SIRT3 attenuates doxorubicin-induced cardiotoxicity by inhibiting NLRP3 inflammasome via autophagy

Doxorubicin (DOX) is a highly effective and extensively used chemotherapeutic drug but is limited by its car-diotoxicity. In our previous study, we showed that DOX-induced cardiotoxicity (DIC) triggers autophagy and pyroptosis. Sirtuin 3(SIRT3) is an NAD +-dependent deacetylase of the mitochondria that regulates autophagy. However, it is unknown if the protective effects of SIRT3 on DOX-induced cardiotoxicity involve the inhibition of NLRP3 inflammasome activation.
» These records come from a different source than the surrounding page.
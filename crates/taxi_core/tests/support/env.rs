use std::cell::Cell;
use std::collections::BTreeMap;

use taxi_core::action::Action;
use taxi_core::environment::{EnvSnapshot, TaxiEnvironment, TaxiId};
use taxi_core::world::GridWorld;

/// Wraps a [`GridWorld`] and records every `step` call as submitted.
pub struct RecordingEnv {
    pub world: GridWorld,
    pub steps: Vec<BTreeMap<TaxiId, Action>>,
    pub renders: Cell<usize>,
}

impl RecordingEnv {
    pub fn new(world: GridWorld) -> Self {
        Self {
            world,
            steps: Vec::new(),
            renders: Cell::new(0),
        }
    }

    /// Actions in submission order, panicking if any step carried other
    /// than exactly one action.
    pub fn single_actions(&self) -> Vec<(TaxiId, Action)> {
        self.steps
            .iter()
            .map(|step| {
                assert_eq!(step.len(), 1, "each step should carry one action");
                let (&taxi, &action) = step.iter().next().expect("one action");
                (taxi, action)
            })
            .collect()
    }
}

impl TaxiEnvironment for RecordingEnv {
    fn snapshot(&self) -> EnvSnapshot {
        self.world.snapshot()
    }

    fn step(&mut self, actions: &BTreeMap<TaxiId, Action>) {
        self.steps.push(actions.clone());
        self.world.step(actions);
    }

    fn render(&self) {
        self.renders.set(self.renders.get() + 1);
    }
}
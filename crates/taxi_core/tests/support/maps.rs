use std::sync::Arc;

use taxi_core::grid::GridGraph;
use taxi_core::test_helpers::open_grid;

/// Two rows of three cells with no passage between the rows.
pub const SPLIT_ROWS: [&str; 4] = ["+-----+", "| : : |", "|-:-:-|", "+-----+"];

/// Two cells separated by a wall.
pub const WALLED_PAIR: [&str; 3] = ["+---+", "| | |", "+---+"];

pub fn split_rows() -> GridGraph {
    GridGraph::build(&SPLIT_ROWS).expect("split map")
}

/// The 4 x 5 open grid most scenarios run on.
pub fn open_four_by_five() -> Arc<GridGraph> {
    Arc::new(open_grid(4, 5))
}
//! Hungarian (Kuhn-Munkres) optimal assignment.
//!
//! Same contract as [`ExhaustiveAssignment`](super::ExhaustiveAssignment):
//! the returned assignment minimises the total cost, and ties resolve to the
//! same pick. Taxis are settled in index order; each takes the
//! lowest-indexed passenger that still allows a minimum total given the
//! taxis settled before it. On a square matrix this is the lexicographically
//! smallest optimal passenger ordering, exactly what the exhaustive search
//! returns.
//!
//! More taxis than passengers is accepted: every passenger gets a distinct
//! taxi and the surplus taxis stay unassigned. Staying idle ranks after every
//! real passenger, so among equal totals the lower-indexed taxis serve.
//!
//! The solver runs once in O(n³). The tie-break then works on the tight
//! edges of that solution (zero reduced cost), which are exactly the edges
//! used by some optimal assignment, and costs O(n⁴) in the worst case.

use std::collections::VecDeque;

use pathfinding::kuhn_munkres::kuhn_munkres_min;
use pathfinding::matrix::Matrix;

use crate::error::{PlanningError, PlanningResult};

use super::algorithm::AssignmentAlgorithm;
use super::types::{Assignment, CostMatrix};

#[derive(Debug, Default, Clone, Copy)]
pub struct HungarianAssignment;

impl AssignmentAlgorithm for HungarianAssignment {
    fn name(&self) -> &'static str {
        "hungarian"
    }

    fn assign(&self, costs: &CostMatrix) -> PlanningResult<Assignment> {
        let taxis = costs.num_taxis();
        let passengers = costs.num_passengers();
        if taxis < passengers {
            return Err(PlanningError::allocation(format!(
                "{} passengers cannot be served by {} taxis",
                passengers, taxis
            )));
        }

        // Square weights with taxis as rows. Columns past the last passenger
        // stand for "stay idle" and cost nothing.
        let cap = weight_cap(taxis);
        let weights: Vec<Vec<i64>> = (0..taxis)
            .map(|taxi| {
                (0..taxis)
                    .map(|column| {
                        if column < passengers {
                            costs.get(taxi, column).min(cap) as i64
                        } else {
                            0
                        }
                    })
                    .collect()
            })
            .collect();
        let matrix = Matrix::from_rows(weights.clone())
            .map_err(|error| PlanningError::allocation(format!("invalid cost matrix: {error}")))?;

        let (_total, column_by_taxi) = kuhn_munkres_min(&matrix);
        let column_by_taxi = lowest_optimal_columns(&weights, column_by_taxi);

        let mut assignment = Assignment::empty(taxis);
        for (taxi, &column) in column_by_taxi.iter().enumerate() {
            if column < passengers {
                assignment.assign(taxi, column);
            }
        }
        Ok(assignment)
    }
}

/// Costs are hop counts, far below `i64::MAX`; clamp anyway so sums of `n`
/// weights and the solver's internal negation cannot overflow.
fn weight_cap(size: usize) -> u64 {
    i64::MAX as u64 / (4 * size as u64 + 4)
}

/// Rewrite an optimal square assignment into the optimal one where every
/// taxi, in index order, holds the lowest column it can.
fn lowest_optimal_columns(weights: &[Vec<i64>], mut column_by_taxi: Vec<usize>) -> Vec<usize> {
    let size = weights.len();
    let mut taxi_by_column = vec![0; size];
    for (taxi, &column) in column_by_taxi.iter().enumerate() {
        taxi_by_column[column] = taxi;
    }

    let tight = tight_edges(weights, &column_by_taxi, &taxi_by_column);

    for taxi in 0..size {
        for column in (0..size).filter(|&column| tight[taxi][column]) {
            if column == column_by_taxi[taxi] {
                break;
            }
            if taxi_by_column[column] < taxi {
                continue;
            }
            if let Some(moves) = reroute(&tight, &column_by_taxi, &taxi_by_column, taxi, column) {
                for (mover, target) in moves {
                    column_by_taxi[mover] = target;
                    taxi_by_column[target] = mover;
                }
                break;
            }
        }
    }
    column_by_taxi
}

/// Edges with zero reduced cost under dual potentials derived from an
/// optimal assignment. An assignment is optimal iff it only uses these.
fn tight_edges(
    weights: &[Vec<i64>],
    column_by_taxi: &[usize],
    taxi_by_column: &[usize],
) -> Vec<Vec<bool>> {
    let size = weights.len();

    // Column potentials are shortest distances in the exchange graph, where
    // moving the holder of `from` onto `to` costs the change in its weight.
    // Optimality rules out negative cycles, so this settles within `size`
    // rounds.
    let mut potential = vec![0i64; size];
    for _ in 0..size {
        let mut changed = false;
        for from in 0..size {
            let holder = taxi_by_column[from];
            for to in 0..size {
                let through = potential[from] + weights[holder][to] - weights[holder][from];
                if through < potential[to] {
                    potential[to] = through;
                    changed = true;
                }
            }
        }
        if !changed {
            break;
        }
    }

    (0..size)
        .map(|taxi| {
            let held = column_by_taxi[taxi];
            (0..size)
                .map(|column| {
                    weights[taxi][column] - weights[taxi][held] + potential[held]
                        - potential[column]
                        == 0
                })
                .collect()
        })
        .collect()
}

/// Moves that let `taxi` take `column` while keeping a tight perfect
/// assignment and leaving every lower-indexed taxi where it is.
///
/// Breadth-first search for an alternating path: the holder of `column`
/// moves to another tight column, that column's holder moves on, and so on
/// until someone takes the column `taxi` gives up.
fn reroute(
    tight: &[Vec<bool>],
    column_by_taxi: &[usize],
    taxi_by_column: &[usize],
    taxi: usize,
    column: usize,
) -> Option<Vec<(usize, usize)>> {
    let size = tight.len();
    let freed = column_by_taxi[taxi];
    let start = taxi_by_column[column];

    let mut mover_onto: Vec<Option<usize>> = vec![None; size];
    let mut queued = vec![false; size];
    queued[taxi] = true;
    queued[start] = true;
    let mut queue = VecDeque::from([start]);

    while let Some(mover) = queue.pop_front() {
        for next in 0..size {
            if !tight[mover][next] || mover_onto[next].is_some() {
                continue;
            }
            if next == freed {
                mover_onto[next] = Some(mover);
                let mut moves = vec![(taxi, column)];
                let mut current = next;
                while let Some(step) = mover_onto[current] {
                    moves.push((step, current));
                    if step == start {
                        break;
                    }
                    current = column_by_taxi[step];
                }
                return Some(moves);
            }
            let holder = taxi_by_column[next];
            if holder < taxi || queued[holder] {
                continue;
            }
            mover_onto[next] = Some(mover);
            queued[holder] = true;
            queue.push_back(holder);
        }
    }
    None
}
//! Live editing example - joins a page's edit session, types a line, and
//! prints every event the relay sends.
//!
//! Usage:
//!   cargo run -p wiki-otsync --example live_edit

use anyhow::Result;
use wiki_otsync::{PageSession, ServerMessage, SessionConfig};

const WIKI_URL: &str = "http://localhost:8080";
const PAGE: &str = "Sandbox";

#[tokio::main]
async fn main() -> Result<()> {
    println!("Connecting to {}/{}", WIKI_URL, PAGE);

    let config = SessionConfig::new(WIKI_URL, PAGE);
    let mut session = PageSession::connect(config).await?;

    println!(
        "Connected as participant {:?} at seq {}",
        session.participant_id(),
        session.seq()
    );
    println!("--- current page ---\n{}\n--------------------", session.content());

    // Type a greeting at the top of the page and send it.
    session.insert(0, "Hello from wiki-otsync!\n")?;
    session.flush().await?;
    println!("Edit sent; watching for events (ctrl-c to stop)");

    while let Some(msg) = session.next_event().await? {
        match msg {
            ServerMessage::Event(event) => {
                println!(
                    "seq {} (acked client_seq {}): {:?}",
                    event.seq, event.client_seq, event.event
                );
                println!("page is now: {:?}", session.content());
            }
            ServerMessage::Connected(_) => {}
        }
    }

    println!("Relay closed the stream");
    session.close().await?;
    Ok(())
}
In this study, we constructed in vivo and in vitro DIC models to investigate the effects and potential mechanisms of SIRT3 on DIC. We found that the overexpression of SIRT3 remarkably attenuated DIC through inhibition of the NLRP3 inflammasome. Moreover, we found that the overexpression of SIRT3 restored the dynamic balance of autophagosome/autolysosomes by targeting the mTOR/ULK1 signaling pathway. Application of the mTOR agonist MHY1485 further demonstrated that SIRT3 inhibited NLRP3 inflammasome activation by regulating autophagy. Collectively, the results suggest that SIRT3 effectively at-tenuates the cardiotoxicity of DOX and provides a theoretical foundation for further exploration of DIC.